Available records:
#![allow(dead_code)]

pub use flowdag_test_utils::builders::{counting_task, GraphBuilder};
pub use flowdag_test_utils::recorder::{Event, Recorder};
pub use flowdag_test_utils::{init_tracing, with_timeout};

pub type TestResult = Result<(), Box<dyn std::error::Error>>;
// src/types.rs

//! Small state enums shared by the graph, the worker pool and the engine.

use std::fmt;

/// Runtime state of a single task node inside a dispatched topology.
///
/// Transitions are strictly forward:
/// `Pending -> Ready -> Running -> Done`.
#[derive(Debug, Clone, Copy, PartialEq, Eq, PartialOrd, Ord)]
#[repr(u8)]
pub enum TaskState {
    /// Waiting for at least one predecessor.
    Pending = 0,
    /// All predecessors are done; queued for a worker.
    Ready = 1,
    /// Claimed by a worker and executing.
    Running = 2,
    /// Finished, successfully or with a recorded failure.
    Done = 3,
}

impl TaskState {
    pub(crate) fn from_u8(raw: u8) -> Self {
        match raw {
            0 => TaskState::Pending,
            1 => TaskState::Ready,
            2 => TaskState::Running,
            _ => TaskState::Done,
        }
    }
}

/// Lifecycle of a dispatched topology. `Completed` is terminal.
#[derive(Debug, Clone, Copy, PartialEq, Eq)]
pub enum TopologyStatus {
    Active,
    Completed,
}

impl fmt::Display for TopologyStatus {
    fn fmt(&self, f: &mut fmt::Formatter<'_>) -> fmt::Result {
        match self {
            TopologyStatus::Active => f.write_str("active"),
            TopologyStatus::Completed => f.write_str("completed"),
        }
    }
}

/// Synthetic graph shapes run by the demo binary.
#[derive(Debug, Clone, Copy, Default, PartialEq, Eq, clap::ValueEnum)]
pub enum GraphShape {
    /// `t0 -> t1 -> ... -> tN`
    Chain,
    /// One source fanning out to `width` tasks that join into one sink.
    #[default]
    Fan,
    /// Layers of `width` tasks, every task depending on the whole previous layer.
    Diamond,
}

What to produce: Where the data above reaches the line holding "pub type TestResult", begin printing, and stop after the line holding "Transitions are strictly". Each line must be reproduced exactly, with nothing else added.

Task solution:
pub type TestResult = Result<(), Box<dyn std::error::Error>>;
// src/types.rs

//! Small state enums shared by the graph, the worker pool and the engine.

use std::fmt;

/// Runtime state of a single task node inside a dispatched topology.
///
/// Transitions are strictly forward:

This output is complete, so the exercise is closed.